▶ [PROBLEM DETAILS]:
Using the data below, copy every line that contains the word "caller".

▶ [RECORDS SHOWN]:

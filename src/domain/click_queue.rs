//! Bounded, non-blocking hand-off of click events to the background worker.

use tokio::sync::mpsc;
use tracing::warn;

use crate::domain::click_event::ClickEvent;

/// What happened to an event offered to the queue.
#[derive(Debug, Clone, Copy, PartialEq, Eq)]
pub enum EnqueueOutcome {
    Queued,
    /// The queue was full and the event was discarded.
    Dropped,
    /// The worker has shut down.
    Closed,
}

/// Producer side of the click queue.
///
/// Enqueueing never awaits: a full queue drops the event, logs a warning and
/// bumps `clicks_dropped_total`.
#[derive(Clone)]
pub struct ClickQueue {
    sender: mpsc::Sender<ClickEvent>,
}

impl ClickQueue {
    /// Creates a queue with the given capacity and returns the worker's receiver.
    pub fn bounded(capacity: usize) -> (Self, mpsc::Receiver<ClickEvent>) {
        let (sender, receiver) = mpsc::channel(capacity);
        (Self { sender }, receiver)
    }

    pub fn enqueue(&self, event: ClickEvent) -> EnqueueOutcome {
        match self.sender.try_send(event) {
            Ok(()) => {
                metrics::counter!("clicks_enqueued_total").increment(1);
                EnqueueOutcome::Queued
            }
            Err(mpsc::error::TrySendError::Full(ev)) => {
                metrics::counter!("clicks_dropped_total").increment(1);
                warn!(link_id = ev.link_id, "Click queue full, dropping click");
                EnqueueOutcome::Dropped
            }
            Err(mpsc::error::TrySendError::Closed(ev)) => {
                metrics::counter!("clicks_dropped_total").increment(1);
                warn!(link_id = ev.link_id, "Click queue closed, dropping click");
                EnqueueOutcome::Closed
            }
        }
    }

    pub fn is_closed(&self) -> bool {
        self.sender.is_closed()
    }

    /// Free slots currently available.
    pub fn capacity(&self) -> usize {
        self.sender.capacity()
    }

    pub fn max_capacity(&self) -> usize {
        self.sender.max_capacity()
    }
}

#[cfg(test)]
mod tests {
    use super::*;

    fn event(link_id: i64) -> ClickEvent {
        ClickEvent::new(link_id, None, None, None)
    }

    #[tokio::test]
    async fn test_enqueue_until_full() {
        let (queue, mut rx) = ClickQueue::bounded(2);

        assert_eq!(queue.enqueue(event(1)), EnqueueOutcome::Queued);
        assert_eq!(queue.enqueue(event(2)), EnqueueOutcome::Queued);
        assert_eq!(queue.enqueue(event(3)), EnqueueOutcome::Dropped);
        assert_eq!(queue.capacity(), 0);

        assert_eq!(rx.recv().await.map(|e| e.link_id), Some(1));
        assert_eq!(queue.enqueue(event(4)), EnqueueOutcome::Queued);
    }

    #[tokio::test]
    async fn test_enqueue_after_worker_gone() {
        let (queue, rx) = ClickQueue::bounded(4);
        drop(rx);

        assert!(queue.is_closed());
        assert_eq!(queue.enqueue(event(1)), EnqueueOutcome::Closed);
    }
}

--

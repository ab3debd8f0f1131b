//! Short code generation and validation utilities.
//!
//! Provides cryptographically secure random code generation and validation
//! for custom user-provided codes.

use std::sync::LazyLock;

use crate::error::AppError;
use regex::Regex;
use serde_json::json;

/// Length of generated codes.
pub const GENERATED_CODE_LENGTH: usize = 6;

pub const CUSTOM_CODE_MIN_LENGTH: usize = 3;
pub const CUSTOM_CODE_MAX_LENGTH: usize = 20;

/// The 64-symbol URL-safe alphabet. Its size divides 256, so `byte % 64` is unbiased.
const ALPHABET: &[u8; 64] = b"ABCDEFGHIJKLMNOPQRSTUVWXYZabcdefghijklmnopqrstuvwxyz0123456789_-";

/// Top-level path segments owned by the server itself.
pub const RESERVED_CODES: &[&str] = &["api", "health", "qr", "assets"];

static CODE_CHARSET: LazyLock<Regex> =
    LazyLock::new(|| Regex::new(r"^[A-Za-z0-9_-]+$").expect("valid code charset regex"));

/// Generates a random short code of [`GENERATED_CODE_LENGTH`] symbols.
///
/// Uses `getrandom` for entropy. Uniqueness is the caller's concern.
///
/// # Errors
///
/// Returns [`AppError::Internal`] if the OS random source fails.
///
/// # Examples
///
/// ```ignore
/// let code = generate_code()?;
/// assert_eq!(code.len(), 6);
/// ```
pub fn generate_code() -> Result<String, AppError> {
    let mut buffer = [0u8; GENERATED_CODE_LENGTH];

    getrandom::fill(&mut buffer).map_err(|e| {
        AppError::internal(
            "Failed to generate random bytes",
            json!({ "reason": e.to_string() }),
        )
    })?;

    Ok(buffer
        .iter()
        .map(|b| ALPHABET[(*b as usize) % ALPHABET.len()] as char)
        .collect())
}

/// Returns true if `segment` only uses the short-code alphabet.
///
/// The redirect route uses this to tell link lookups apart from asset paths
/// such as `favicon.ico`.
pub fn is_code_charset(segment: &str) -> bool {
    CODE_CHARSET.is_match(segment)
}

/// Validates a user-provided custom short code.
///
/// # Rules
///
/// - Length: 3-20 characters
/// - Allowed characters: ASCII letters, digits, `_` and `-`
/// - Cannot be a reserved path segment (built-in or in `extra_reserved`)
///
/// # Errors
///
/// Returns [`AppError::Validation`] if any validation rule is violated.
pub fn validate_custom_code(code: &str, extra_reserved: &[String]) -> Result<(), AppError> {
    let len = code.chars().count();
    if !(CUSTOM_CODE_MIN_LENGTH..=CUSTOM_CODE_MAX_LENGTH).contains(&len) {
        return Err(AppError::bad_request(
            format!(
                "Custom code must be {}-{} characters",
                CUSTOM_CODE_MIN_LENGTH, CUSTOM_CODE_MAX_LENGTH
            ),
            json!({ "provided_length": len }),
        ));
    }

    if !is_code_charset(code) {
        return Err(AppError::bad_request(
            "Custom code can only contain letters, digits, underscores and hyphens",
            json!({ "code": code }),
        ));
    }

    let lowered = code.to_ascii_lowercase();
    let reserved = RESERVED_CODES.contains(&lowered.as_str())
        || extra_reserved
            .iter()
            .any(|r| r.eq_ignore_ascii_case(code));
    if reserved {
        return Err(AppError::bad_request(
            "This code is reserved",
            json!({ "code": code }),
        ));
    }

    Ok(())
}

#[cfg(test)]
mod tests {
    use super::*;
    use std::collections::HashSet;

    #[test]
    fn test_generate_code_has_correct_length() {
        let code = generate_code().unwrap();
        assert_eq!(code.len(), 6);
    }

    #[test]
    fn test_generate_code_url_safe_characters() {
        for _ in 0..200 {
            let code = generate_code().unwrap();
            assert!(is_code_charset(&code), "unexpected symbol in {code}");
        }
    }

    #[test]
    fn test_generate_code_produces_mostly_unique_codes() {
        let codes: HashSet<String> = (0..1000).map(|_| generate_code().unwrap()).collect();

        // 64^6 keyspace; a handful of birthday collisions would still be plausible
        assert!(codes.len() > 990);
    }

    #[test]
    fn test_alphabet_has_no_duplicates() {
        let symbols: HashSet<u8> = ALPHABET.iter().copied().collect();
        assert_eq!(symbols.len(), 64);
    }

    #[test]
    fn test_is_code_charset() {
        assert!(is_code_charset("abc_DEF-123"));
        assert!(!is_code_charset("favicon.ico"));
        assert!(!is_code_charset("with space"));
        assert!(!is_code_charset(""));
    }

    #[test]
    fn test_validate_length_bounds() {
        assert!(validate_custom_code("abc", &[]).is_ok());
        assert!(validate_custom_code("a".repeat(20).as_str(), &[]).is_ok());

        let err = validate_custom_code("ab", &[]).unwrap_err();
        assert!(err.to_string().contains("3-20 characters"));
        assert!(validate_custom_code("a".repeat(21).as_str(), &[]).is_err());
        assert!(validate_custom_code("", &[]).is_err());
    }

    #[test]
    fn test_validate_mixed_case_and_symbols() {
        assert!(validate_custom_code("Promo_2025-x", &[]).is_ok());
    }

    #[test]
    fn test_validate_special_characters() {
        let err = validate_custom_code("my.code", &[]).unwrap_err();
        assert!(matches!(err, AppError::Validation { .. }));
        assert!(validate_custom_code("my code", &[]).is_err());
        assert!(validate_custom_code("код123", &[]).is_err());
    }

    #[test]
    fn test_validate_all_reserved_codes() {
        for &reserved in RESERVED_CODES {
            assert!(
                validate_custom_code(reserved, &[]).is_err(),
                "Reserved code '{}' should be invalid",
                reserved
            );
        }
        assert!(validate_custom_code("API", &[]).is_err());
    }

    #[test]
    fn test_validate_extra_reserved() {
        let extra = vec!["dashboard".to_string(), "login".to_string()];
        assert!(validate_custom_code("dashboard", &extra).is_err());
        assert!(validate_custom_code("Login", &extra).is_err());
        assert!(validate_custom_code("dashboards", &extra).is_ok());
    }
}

--

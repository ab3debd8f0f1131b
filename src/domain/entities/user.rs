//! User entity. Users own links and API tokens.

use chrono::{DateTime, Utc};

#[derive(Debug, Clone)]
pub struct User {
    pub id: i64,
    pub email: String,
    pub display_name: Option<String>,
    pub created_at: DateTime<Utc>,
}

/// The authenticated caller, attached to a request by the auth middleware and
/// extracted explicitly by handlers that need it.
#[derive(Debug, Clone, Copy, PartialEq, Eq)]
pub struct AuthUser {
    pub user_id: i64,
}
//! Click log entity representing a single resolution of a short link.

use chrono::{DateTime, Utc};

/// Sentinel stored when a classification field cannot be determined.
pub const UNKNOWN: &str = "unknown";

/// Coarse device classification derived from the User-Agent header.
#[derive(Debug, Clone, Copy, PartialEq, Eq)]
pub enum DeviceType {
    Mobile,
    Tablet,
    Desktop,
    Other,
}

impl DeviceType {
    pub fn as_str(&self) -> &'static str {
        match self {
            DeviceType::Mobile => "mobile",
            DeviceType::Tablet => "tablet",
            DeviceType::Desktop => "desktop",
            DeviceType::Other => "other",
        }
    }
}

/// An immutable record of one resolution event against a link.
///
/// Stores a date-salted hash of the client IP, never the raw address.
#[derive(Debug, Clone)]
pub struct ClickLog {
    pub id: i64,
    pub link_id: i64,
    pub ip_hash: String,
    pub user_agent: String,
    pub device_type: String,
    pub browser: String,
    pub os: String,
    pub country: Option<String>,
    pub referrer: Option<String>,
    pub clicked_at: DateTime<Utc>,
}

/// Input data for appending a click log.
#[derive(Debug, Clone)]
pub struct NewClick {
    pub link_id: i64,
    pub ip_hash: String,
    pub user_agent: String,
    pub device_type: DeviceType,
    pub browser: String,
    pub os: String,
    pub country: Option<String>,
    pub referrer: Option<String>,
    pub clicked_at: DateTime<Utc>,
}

▶ [RESPONSE AREA]:
/// Uses `getrandom` for entropy. Uniqueness is the caller's concern.
/// The authenticated caller, attached to a request by the auth middleware and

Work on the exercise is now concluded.